Getting used to a new prescription or a new multifocal lens requires a patient to break his visual habits of past and develop a new habit that compliments to the new lens type. It means educating the patient is the key for successful adaptation. The better the patient understands what he needs to do, the better are the chances of success. With a new pair of lenses, things may not appear perfect initially, but eventually it has to be perfect. The process of adaptation is similar to breaking into a new pair of shoes. If your spectacle is first ever, the best way to get used to them is to wear them as often as possible or as directed by your optometrist. Using them in small doses unnecessarily delays the adaptation. Adapting to new lenses is normal. By providing a thorough understanding to all parties and patience, the adaptation process can run much smoother for both the patient and practitioner. As a dispensing optician you need to have a working knowledge of applied psychology. Sharing knowledge helps your patients’ understand the condition and maintain the required enthusiasm to adapt to the new lenses.

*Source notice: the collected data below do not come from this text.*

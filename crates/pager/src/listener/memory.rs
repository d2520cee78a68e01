/*
 *  Copyright 2025-2026 Colliery Software
 *
 *  Licensed under the Apache License, Version 2.0 (the "License");
 *  you may not use this file except in compliance with the License.
 *  You may obtain a copy of the License at
 *
 *      http://www.apache.org/licenses/LICENSE-2.0
 *
 *  Unless required by applicable law or agreed to in writing, software
 *  distributed under the License is distributed on an "AS IS" BASIS,
 *  WITHOUT WARRANTIES OR CONDITIONS OF ANY KIND, either express or implied.
 *  See the License for the specific language governing permissions and
 *  limitations under the License.
 */

//! In-process event source backed by `tokio::sync::broadcast`.
//!
//! Semantics follow PostgreSQL NOTIFY: every listener registered on a channel
//! receives every payload published after it registered, and payloads
//! published with no listener are dropped.

use async_trait::async_trait;
use std::collections::HashMap;
use std::sync::atomic::{AtomicUsize, Ordering};
use std::sync::{Arc, Mutex, MutexGuard};
use tokio::sync::{broadcast, Notify};
use tracing::debug;

use super::{EventSource, Listener};
use crate::database::validate_channel_name;
use crate::error::ListenError;
use crate::models::ChannelEvent;

const CHANNEL_CAPACITY: usize = 1024;

#[derive(Debug, Clone)]
enum Message {
    Event(ChannelEvent),
    WaitError(String),
}

#[derive(Default)]
struct Inner {
    channels: Mutex<HashMap<String, broadcast::Sender<Message>>>,
    registered: Notify,
    listen_calls: AtomicUsize,
}

/// Broadcast-based [`EventSource`].
///
/// Clones share the same channels.
#[derive(Clone, Default)]
pub struct MemoryEventSource {
    inner: Arc<Inner>,
}

impl std::fmt::Debug for MemoryEventSource {
    fn fmt(&self, f: &mut std::fmt::Formatter<'_>) -> std::fmt::Result {
        f.debug_struct("MemoryEventSource")
            .field("listen_calls", &self.listen_calls())
            .finish_non_exhaustive()
    }
}

impl MemoryEventSource {
    pub fn new() -> Self {
        Self::default()
    }

    fn channels(&self) -> MutexGuard<'_, HashMap<String, broadcast::Sender<Message>>> {
        // A poisoned map is still structurally valid.
        self.inner
            .channels
            .lock()
            .unwrap_or_else(|poisoned| poisoned.into_inner())
    }

    fn send(&self, channel: &str, message: Message) -> usize {
        let channels = self.channels();
        match channels.get(channel) {
            Some(sender) => sender.send(message).unwrap_or(0),
            None => 0,
        }
    }

    /// Publishes `payload` on `channel`; returns how many listeners received it.
    pub fn publish(&self, channel: &str, payload: impl Into<String>) -> usize {
        let event = ChannelEvent::new(channel, payload);
        let delivered = self.send(channel, Message::Event(event));
        debug!(channel, delivered, "Published in-memory notification");
        delivered
    }

    /// Makes the next wait of every current listener on `channel` fail with
    /// [`ListenError::Wait`].
    pub fn inject_wait_error(&self, channel: &str, reason: impl Into<String>) -> usize {
        self.send(channel, Message::WaitError(reason.into()))
    }

    /// Drops the channel, so current listeners see [`ListenError::Closed`]
    /// once they have drained what was already published.
    pub fn close_channel(&self, channel: &str) {
        self.channels().remove(channel);
    }

    /// Number of listeners currently registered on `channel`.
    pub fn listener_count(&self, channel: &str) -> usize {
        self.channels()
            .get(channel)
            .map(|sender| sender.receiver_count())
            .unwrap_or(0)
    }

    /// Total number of successful `listen` calls across all channels.
    pub fn listen_calls(&self) -> usize {
        self.inner.listen_calls.load(Ordering::SeqCst)
    }

    /// Resolves once at least `count` listeners are registered on `channel`.
    pub async fn wait_for_listeners(&self, channel: &str, count: usize) {
        loop {
            let registered = self.inner.registered.notified();
            if self.listener_count(channel) >= count {
                return;
            }
            registered.await;
        }
    }
}

#[async_trait]
impl EventSource for MemoryEventSource {
    async fn listen(&self, channel: &str) -> Result<Box<dyn Listener>, ListenError> {
        validate_channel_name(channel).map_err(|e| ListenError::InvalidChannel {
            name: channel.to_string(),
            reason: e.reason(),
        })?;

        let receiver = {
            let mut channels = self.channels();
            channels
                .entry(channel.to_string())
                .or_insert_with(|| broadcast::channel(CHANNEL_CAPACITY).0)
                .subscribe()
        };
        self.inner.listen_calls.fetch_add(1, Ordering::SeqCst);
        self.inner.registered.notify_waiters();
        debug!(channel, "In-memory listener registered");

        Ok(Box::new(MemoryListener {
            channel: channel.to_string(),
            receiver,
        }))
    }
}

struct MemoryListener {
    channel: String,
    receiver: broadcast::Receiver<Message>,
}

#[async_trait]
impl Listener for MemoryListener {
    fn channel(&self) -> &str {
        &self.channel
    }

    async fn wait_for_notification(&mut self) -> Result<ChannelEvent, ListenError> {
        match self.receiver.recv().await {
            Ok(Message::Event(event)) => Ok(event),
            Ok(Message::WaitError(reason)) => Err(ListenError::Wait(reason)),
            Err(broadcast::error::RecvError::Lagged(skipped)) => Err(ListenError::Wait(format!(
                "listener lagged, {skipped} notifications dropped"
            ))),
            Err(broadcast::error::RecvError::Closed) => Err(ListenError::Closed),
        }
    }
}

#[cfg(test)]
mod tests {
    use super::*;

    #[tokio::test]
    async fn every_listener_receives_every_payload() {
        let source = MemoryEventSource::new();
        let mut a = source.listen("tasks_channel").await.unwrap();
        let mut b = source.listen("tasks_channel").await.unwrap();

        assert_eq!(source.publish("tasks_channel", "{}"), 2);

        assert_eq!(a.wait_for_notification().await.unwrap().payload, "{}");
        assert_eq!(b.wait_for_notification().await.unwrap().payload, "{}");
        assert_eq!(source.listen_calls(), 2);
    }

    #[tokio::test]
    async fn payloads_without_listeners_are_dropped() {
        let source = MemoryEventSource::new();
        assert_eq!(source.publish("tasks_channel", "lost"), 0);

        let mut listener = source.listen("tasks_channel").await.unwrap();
        source.publish("tasks_channel", "kept");
        assert_eq!(listener.wait_for_notification().await.unwrap().payload, "kept");
    }

    #[tokio::test]
    async fn channels_are_isolated() {
        let source = MemoryEventSource::new();
        let mut tasks = source.listen("tasks_channel").await.unwrap();
        let _notifications = source.listen("notifications_channel").await.unwrap();

        source.publish("notifications_channel", "n");
        source.publish("tasks_channel", "t");

        let event = tasks.wait_for_notification().await.unwrap();
        assert_eq!(event.channel, "tasks_channel");
        assert_eq!(event.payload, "t");
    }

    #[tokio::test]
    async fn injected_errors_are_transient() {
        let source = MemoryEventSource::new();
        let mut listener = source.listen("tasks_channel").await.unwrap();

        source.inject_wait_error("tasks_channel", "socket hiccup");
        source.publish("tasks_channel", "after");

        let err = listener.wait_for_notification().await.unwrap_err();
        assert!(err.is_transient());
        assert_eq!(listener.wait_for_notification().await.unwrap().payload, "after");
    }

    #[tokio::test]
    async fn closing_a_channel_ends_its_listeners() {
        let source = MemoryEventSource::new();
        let mut listener = source.listen("tasks_channel").await.unwrap();
        source.close_channel("tasks_channel");
        assert!(matches!(
            listener.wait_for_notification().await,
            Err(ListenError::Closed)
        ));
    }

    #[tokio::test]
    async fn rejects_invalid_channel_names() {
        let source = MemoryEventSource::new();
        let err = source.listen("bad channel").await.err().unwrap();
        assert!(matches!(err, ListenError::InvalidChannel { .. }));
        assert_eq!(source.listen_calls(), 0);
    }
}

Moreover, there are barriers to the use of spectacle also. This is obvious when you notice that vision is the most neglected aspect of healthcare. Most people believe that their vision is absolutely perfect until their problem manifests and starts affecting their visual performances. This is because of the adapting ability of the visual system. The visual system does not handicap the process of understanding the environment in which we live. The obvious deficiency in the process of vision slows down gradually until the responses start causing confusion, poor performance and then frustration. If a child performs poor in reading, it is normally taken to be the problem related to his ability. Vision is most often the last thing to blame. Besides, there is a class of people who believe that wearing spectacles creates social barrier, affecting social life and the economic prospects of an individual by restricting the educational and employment opportunities. Girls are particularly vulnerable to social and psychological distress. Even the children had been victimized of negative perception about spectacle. If a child complains of not been able to see the blackboard in the classroom, the grandparents in the family say that he is feigning to wear spectacles. Attitude like this could result in serious problems like psychosocial maladjustments.